Esposito Francesco, Freddolini Marco, Marcucci Massimiliano, Latella Leonardo, Corvi Andrea
Laboratorio congiunto di Analisi del Movimento, "Fondazione ONLUS: In cammino…", Piazza Spartaco Lavignini 1, 50054, Fucecchio (FI), Italy; Industrial Engineering Department, University of Florence, Università degli studi di Firenze, Via di S. Marta, 3 - 50139 Firenze (FI), Italy.

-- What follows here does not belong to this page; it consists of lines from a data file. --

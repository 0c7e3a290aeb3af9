//! crates/tutelearn_core/src/domain.rs
//!
//! Defines the pure, core data structures for the learning engine.
//! These structs are independent of any database or transport format;
//! the serde derives exist because topic content arrives as JSON from
//! the content repository and session snapshots leave as JSON toward
//! the rendering layer.

use std::collections::BTreeSet;

use chrono::{DateTime, Utc};
use serde::{Deserialize, Serialize};
use uuid::Uuid;

use crate::error::EngineError;

//=========================================================================================
// Topic Input
//=========================================================================================

/// Difficulty tier of a topic or question.
#[derive(Debug, Clone, Copy, PartialEq, Eq, Serialize, Deserialize)]
#[serde(rename_all = "lowercase")]
pub enum Difficulty {
    Beginner,
    Intermediate,
    Advanced,
}

impl Difficulty {
    /// Parses the tier string used by the content repository.
    pub fn parse(s: &str) -> Option<Self> {
        match s {
            "beginner" => Some(Self::Beginner),
            "intermediate" => Some(Self::Intermediate),
            "advanced" => Some(Self::Advanced),
            _ => None,
        }
    }
}

/// The raw topic shape delivered by the content repository port.
///
/// Deliberately loose: the CMS payload is JSON, and validating it into a
/// [`Topic`] is the engine's job, not the adapter's. The two content
/// sequences stay as raw JSON values so that "missing" and "not an array"
/// are distinguishable failure modes.
#[derive(Debug, Clone, Serialize, Deserialize)]
pub struct TopicData {
    pub id: Uuid,
    pub title: String,
    pub description: Option<String>,
    pub difficulty: String,
    pub estimated_minutes: u32,
    pub learning_content: Option<serde_json::Value>,
    pub quiz_questions: Option<serde_json::Value>,
}

/// A validated, immutable topic definition.
///
/// Constructed only through [`Topic::from_data`]; once built it is never
/// consulted again by the engine (sessions take owned copies of both
/// sequences at creation time).
#[derive(Debug, Clone)]
pub struct Topic {
    pub id: Uuid,
    pub title: String,
    pub description: Option<String>,
    pub difficulty: Difficulty,
    pub estimated_minutes: u32,
    pub learning_content: Vec<ContentItem>,
    pub quiz_questions: Vec<Question>,
}

impl Topic {
    /// Validates raw repository data into a `Topic`.
    ///
    /// Fails closed: any missing sequence, non-array sequence, malformed
    /// element, or unknown difficulty tier yields `InvalidTopicData` and
    /// nothing is constructed.
    pub fn from_data(data: TopicData) -> Result<Self, EngineError> {
        let difficulty = Difficulty::parse(&data.difficulty).ok_or_else(|| {
            EngineError::InvalidTopicData(format!(
                "unknown difficulty tier '{}'",
                data.difficulty
            ))
        })?;

        let learning_content =
            parse_sequence::<ContentItem>(data.learning_content, "learningContent")?;
        let quiz_questions =
            parse_sequence::<Question>(data.quiz_questions, "quizQuestions")?;

        Ok(Self {
            id: data.id,
            title: data.title,
            description: data.description,
            difficulty,
            estimated_minutes: data.estimated_minutes,
            learning_content,
            quiz_questions,
        })
    }
}

/// Parses one of the topic's JSON sequences, rejecting missing or
/// non-array fields before touching the elements.
fn parse_sequence<T: serde::de::DeserializeOwned>(
    value: Option<serde_json::Value>,
    field: &str,
) -> Result<Vec<T>, EngineError> {
    let value = value.ok_or_else(|| {
        EngineError::InvalidTopicData(format!("missing field '{}'", field))
    })?;
    if !value.is_array() {
        return Err(EngineError::InvalidTopicData(format!(
            "field '{}' is not an array",
            field
        )));
    }
    serde_json::from_value(value).map_err(|e| {
        EngineError::InvalidTopicData(format!("malformed element in '{}': {}", field, e))
    })
}

//=========================================================================================
// Content Items and Questions
//=========================================================================================

/// One unit of instructional material consumed during the learning phase.
#[derive(Debug, Clone, Serialize, Deserialize)]
pub struct ContentItem {
    pub id: Uuid,
    #[serde(flatten)]
    pub kind: ContentKind,
}

/// The three content variants, discriminated by a `type` tag in the
/// repository payload.
#[derive(Debug, Clone, Serialize, Deserialize)]
#[serde(tag = "type", rename_all = "snake_case")]
pub enum ContentKind {
    /// A block of HTML-safe text.
    Text {
        title: Option<String>,
        body: String,
    },
    /// An externally hosted video.
    Video {
        title: String,
        description: Option<String>,
        video_ref: String,
        duration_secs: u32,
    },
    /// An in-line practice quiz. Distinct from assessment questions:
    /// learning-content quizzes are never scored.
    Quiz { question: Question },
}

impl ContentItem {
    /// Returns true for the video variant.
    pub fn is_video(&self) -> bool {
        matches!(self.kind, ContentKind::Video { .. })
    }
}

/// One graded assessment item consumed during the quiz phase.
#[derive(Debug, Clone, Serialize, Deserialize)]
pub struct Question {
    pub id: Uuid,
    pub prompt: String,
    #[serde(flatten)]
    pub kind: QuestionKind,
    #[serde(default)]
    pub explanation: Option<String>,
    #[serde(default = "default_question_points")]
    pub points: u32,
    #[serde(default)]
    pub difficulty: Option<Difficulty>,
}

fn default_question_points() -> u32 {
    10
}

/// The question variants, discriminated by a `type` tag.
///
/// Single-choice questions still carry a correct *set* (normally of size
/// one) so that grading is uniform set equality across both choice kinds.
#[derive(Debug, Clone, Serialize, Deserialize)]
#[serde(tag = "type", rename_all = "snake_case")]
pub enum QuestionKind {
    Single {
        options: Vec<String>,
        correct: BTreeSet<usize>,
    },
    Multiple {
        options: Vec<String>,
        correct: BTreeSet<usize>,
    },
    Text { correct: String },
}

//=========================================================================================
// Answers
//=========================================================================================

/// An answer as submitted by the rendering layer.
#[derive(Debug, Clone, PartialEq, Eq, Serialize, Deserialize)]
#[serde(tag = "kind", rename_all = "snake_case")]
pub enum SubmittedAnswer {
    /// Selected option indices for a single/multiple question. Order and
    /// duplicates are irrelevant; grading compares sets.
    Choice { selected: Vec<usize> },
    /// Free-text response for a text question.
    Text { response: String },
}

/// One slot of the session's answer array, parallel to the question list.
#[derive(Debug, Clone, PartialEq, Eq, Serialize, Deserialize)]
#[serde(tag = "kind", rename_all = "snake_case")]
pub enum AnswerSlot {
    Unanswered,
    Choice { selected: BTreeSet<usize> },
    Text { response: String },
}

impl From<SubmittedAnswer> for AnswerSlot {
    fn from(submitted: SubmittedAnswer) -> Self {
        match submitted {
            SubmittedAnswer::Choice { selected } => AnswerSlot::Choice {
                selected: selected.into_iter().collect(),
            },
            SubmittedAnswer::Text { response } => AnswerSlot::Text { response },
        }
    }
}

impl AnswerSlot {
    /// Whether this slot has been answered at all.
    pub fn is_answered(&self) -> bool {
        !matches!(self, AnswerSlot::Unanswered)
    }
}

//=========================================================================================
// Session Phase and Output Records
//=========================================================================================

/// The coarse-grained state of a learning session. Transitions are
/// one-directional: `Learning` → `Quiz` → `Completed`.
#[derive(Debug, Clone, Copy, PartialEq, Eq, Serialize, Deserialize)]
#[serde(rename_all = "snake_case")]
pub enum Phase {
    Learning,
    Quiz,
    Completed,
}

impl std::fmt::Display for Phase {
    fn fmt(&self, f: &mut std::fmt::Formatter<'_>) -> std::fmt::Result {
        match self {
            Phase::Learning => write!(f, "learning"),
            Phase::Quiz => write!(f, "quiz"),
            Phase::Completed => write!(f, "completed"),
        }
    }
}

/// Non-authoritative per-question feedback, computed on demand by
/// re-invoking the answer validator. Never mutates score state.
#[derive(Debug, Clone, Serialize)]
pub struct AnswerPreview {
    pub question_index: usize,
    pub answered: bool,
    pub correct: bool,
    pub points: u32,
    pub explanation: Option<String>,
}

/// The record handed to the rewards ledger once a session completes.
#[derive(Debug, Clone, Serialize)]
pub struct CompletionRecord {
    pub score: u32,
    pub total_questions: u32,
    pub percentage: u32,
    pub passed: bool,
    pub tute_points_earned: u32,
    pub answers: Vec<AnswerSlot>,
    pub started_at: DateTime<Utc>,
    pub completed_at: DateTime<Utc>,
}
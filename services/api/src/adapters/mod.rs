//! services/api/src/adapters/mod.rs
//!
//! Concrete implementations of the core crate's ports.

pub mod db;
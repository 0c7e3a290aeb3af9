//! crates/tutelearn_core/tests/session_flow.rs
//!
//! Drives the session façade end to end, from raw repository JSON through
//! the learning walk, the quiz, and the final reward computation.

use serde_json::json;
use uuid::Uuid;

use tutelearn_core::{
    CompletionGate, EngineError, Phase, SessionFacade, SubmittedAnswer, TopicData,
};

/// The worked example: two text blocks, one 120-second video, three
/// questions. Returns the data plus the ids needed to drive it.
fn example_topic() -> (TopicData, Vec<Uuid>) {
    let item_ids: Vec<Uuid> = (0..3).map(|_| Uuid::new_v4()).collect();
    let data = TopicData {
        id: Uuid::new_v4(),
        title: "Intro to TUTE".to_string(),
        description: Some("A first topic".to_string()),
        difficulty: "beginner".to_string(),
        estimated_minutes: 10,
        learning_content: Some(json!([
            { "id": item_ids[0], "type": "text", "title": "Welcome", "body": "<p>hi</p>" },
            { "id": item_ids[1], "type": "text", "title": null, "body": "<p>more</p>" },
            { "id": item_ids[2], "type": "video", "title": "Demo", "description": null,
              "video_ref": "yt:demo", "duration_secs": 120 },
        ])),
        quiz_questions: Some(json!([
            { "id": Uuid::new_v4(), "type": "text", "prompt": "Capital of France?",
              "correct": "Paris", "explanation": "It is Paris." },
            { "id": Uuid::new_v4(), "type": "single", "prompt": "2 + 2?",
              "options": ["3", "4", "5"], "correct": [1] },
            { "id": Uuid::new_v4(), "type": "multiple", "prompt": "Primes?",
              "options": ["2", "4", "5"], "correct": [0, 2], "points": 20 },
        ])),
    };
    (data, item_ids)
}

fn facade() -> (SessionFacade, Vec<Uuid>) {
    let (data, ids) = example_topic();
    let facade = SessionFacade::create(data, Uuid::new_v4(), CompletionGate::default())
        .expect("valid topic");
    (facade, ids)
}

#[test]
fn full_run_earns_the_documented_reward() {
    let (mut f, ids) = facade();
    assert_eq!(f.snapshot().phase, Phase::Learning);

    f.mark_item_complete(ids[0]).unwrap();
    f.mark_item_complete(ids[1]).unwrap();

    // Video: gate refuses until enough is watched.
    let err = f.mark_item_complete(ids[2]).unwrap_err();
    assert!(matches!(err, EngineError::GateNotSatisfied { .. }));
    f.record_video_progress(ids[2], 100).unwrap();
    let snap = f.mark_item_complete(ids[2]).unwrap();
    assert_eq!(snap.phase, Phase::Quiz);
    assert_eq!(snap.current_question_index, Some(0));
    assert_eq!(snap.completed_item_ids.len(), 3);

    // Answer 2 of 3 correctly, leave the third wrong.
    f.record_answer(0, SubmittedAnswer::Text { response: "  paris  ".to_string() })
        .unwrap();
    f.advance_question().unwrap();
    f.record_answer(1, SubmittedAnswer::Choice { selected: vec![1] })
        .unwrap();
    f.advance_question().unwrap();
    f.record_answer(2, SubmittedAnswer::Choice { selected: vec![0, 1, 2] })
        .unwrap();
    let done = f.advance_question().unwrap();

    assert_eq!(done.phase, Phase::Completed);
    assert_eq!(done.score, Some(2));
    assert_eq!(done.percentage, Some(67));
    assert_eq!(done.passed, Some(true));
    assert_eq!(done.tute_points_earned, Some(55), "30 + 2*10 + 1*5");
    assert!(done.completed_at.is_some());

    let record = f.completion_record().expect("completed");
    assert_eq!(record.score, 2);
    assert_eq!(record.total_questions, 3);
    assert_eq!(record.tute_points_earned, 55);
    assert_eq!(record.answers.len(), 3);
}

#[test]
fn exactly_n_and_m_successful_calls_reach_completion() {
    let (mut f, ids) = facade();
    f.record_video_progress(ids[2], 120).unwrap();

    // N successful completions for N items, no fewer.
    for (n, id) in ids.iter().enumerate() {
        assert_eq!(f.snapshot().phase, Phase::Learning, "after {} marks", n);
        f.mark_item_complete(*id).unwrap();
    }
    assert_eq!(f.snapshot().phase, Phase::Quiz);

    // M successful advances for M questions, no fewer.
    for m in 0..3 {
        assert_eq!(f.snapshot().phase, Phase::Quiz, "after {} advances", m);
        f.advance_question().unwrap();
    }
    assert_eq!(f.snapshot().phase, Phase::Completed);

    // Unanswered throughout: score 0, points = base + video bonus.
    let snap = f.snapshot();
    assert_eq!(snap.score, Some(0));
    assert_eq!(snap.tute_points_earned, Some(35));
    assert_eq!(snap.passed, Some(false));
}

#[test]
fn quiz_phase_cannot_be_skipped() {
    let (mut f, _ids) = facade();
    assert!(matches!(
        f.advance_question().unwrap_err(),
        EngineError::InvalidPhaseOperation { .. }
    ));
    assert!(matches!(
        f.record_answer(0, SubmittedAnswer::Text { response: "x".to_string() })
            .unwrap_err(),
        EngineError::InvalidPhaseOperation { .. }
    ));
    assert_eq!(f.snapshot().phase, Phase::Learning);
}

#[test]
fn preview_is_read_only_feedback() {
    let (mut f, ids) = facade();
    f.record_video_progress(ids[2], 120).unwrap();
    for id in &ids {
        f.mark_item_complete(*id).unwrap();
    }

    // Learning phase is over, preview is allowed now.
    f.record_answer(0, SubmittedAnswer::Text { response: "Paris".to_string() })
        .unwrap();
    let preview = f.preview_answer(0).unwrap();
    assert!(preview.answered);
    assert!(preview.correct);
    assert_eq!(preview.points, 10);
    assert_eq!(preview.explanation.as_deref(), Some("It is Paris."));

    let unanswered = f.preview_answer(1).unwrap();
    assert!(!unanswered.answered);
    assert!(!unanswered.correct);

    // Previewing graded nothing.
    let snap = f.snapshot();
    assert_eq!(snap.score, None);
    assert_eq!(snap.tute_points_earned, None);

    assert!(matches!(
        f.preview_answer(7).unwrap_err(),
        EngineError::OutOfRange { .. }
    ));
}

#[test]
fn per_question_points_surface_in_the_preview() {
    let (mut f, ids) = facade();
    f.record_video_progress(ids[2], 120).unwrap();
    for id in &ids {
        f.mark_item_complete(*id).unwrap();
    }
    // The third question declared 20 points; the default is 10.
    assert_eq!(f.preview_answer(2).unwrap().points, 20);
    assert_eq!(f.preview_answer(1).unwrap().points, 10);
}

#[test]
fn malformed_topics_create_nothing() {
    let learner = Uuid::new_v4();
    let gate = CompletionGate::default();

    let (mut data, _) = example_topic();
    data.learning_content = None;
    assert!(matches!(
        SessionFacade::create(data, learner, gate).unwrap_err(),
        EngineError::InvalidTopicData(_)
    ));

    let (mut data, _) = example_topic();
    data.quiz_questions = Some(json!({"not": "an array"}));
    assert!(matches!(
        SessionFacade::create(data, learner, gate).unwrap_err(),
        EngineError::InvalidTopicData(_)
    ));

    let (mut data, _) = example_topic();
    data.difficulty = "impossible".to_string();
    assert!(matches!(
        SessionFacade::create(data, learner, gate).unwrap_err(),
        EngineError::InvalidTopicData(_)
    ));

    let (mut data, _) = example_topic();
    data.learning_content = Some(json!([{ "id": Uuid::new_v4(), "type": "hologram" }]));
    assert!(matches!(
        SessionFacade::create(data, learner, gate).unwrap_err(),
        EngineError::InvalidTopicData(_)
    ));
}

#[test]
fn question_defaults_apply_when_fields_are_omitted() {
    let (data, _ids) = example_topic();
    let f = SessionFacade::create(data, Uuid::new_v4(), CompletionGate::default()).unwrap();
    let questions = f.questions();
    assert_eq!(questions[0].points, 10, "default point value");
    assert_eq!(questions[2].points, 20, "explicit point value");
    assert!(questions[1].explanation.is_none());
    assert!(questions[1].difficulty.is_none());
}

#[test]
fn completion_record_is_absent_until_completed() {
    let (mut f, ids) = facade();
    assert!(f.completion_record().is_none());
    f.record_video_progress(ids[2], 120).unwrap();
    for id in &ids {
        f.mark_item_complete(*id).unwrap();
    }
    assert!(f.completion_record().is_none(), "quiz not finished yet");
}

Laboratorio congiunto di Analisi del Movimento, "Fondazione ONLUS: In cammino…", Piazza Spartaco Lavignini 1, 50054, Fucecchio (FI), Italy.
Gait Posture. 2018 Jul;64:95-100. doi: 10.1016/j.gaitpost.2018.06.004. Epub 2018 Jun 5.
Crutch use is prescribed early in the rehabilitation process following total hip replacement (THR) surgery to improve safety and promote return to active living.
Purpose of this study was to understand mid-term effects of crutch length setup on quiet standing and walking two months post-op when crutch use was no longer required.
Thirty patients were evaluated 2 months post-surgery when they had been walking without crutch for a month. The patients had previously been assigned randomly to elbow flexed (EF) or elbow extended (EE) crutch set-ups and evaluated 3 days post-surgery. Quiet standing stability was assessed with participants standing in a comfortable position with each foot on separated force platforms, facing forward for 10 s. In addition, participants walked on the laboratory path, instrumented with motion tracking system and force platforms. For the quiet standing trial, centre of pressure measure, acromial height and lower limbs load bearing symmetry were evaluated. For the walking trial, spatiotemporal and ground reaction force (GRF) parameters were evaluated together with side symmetry indices.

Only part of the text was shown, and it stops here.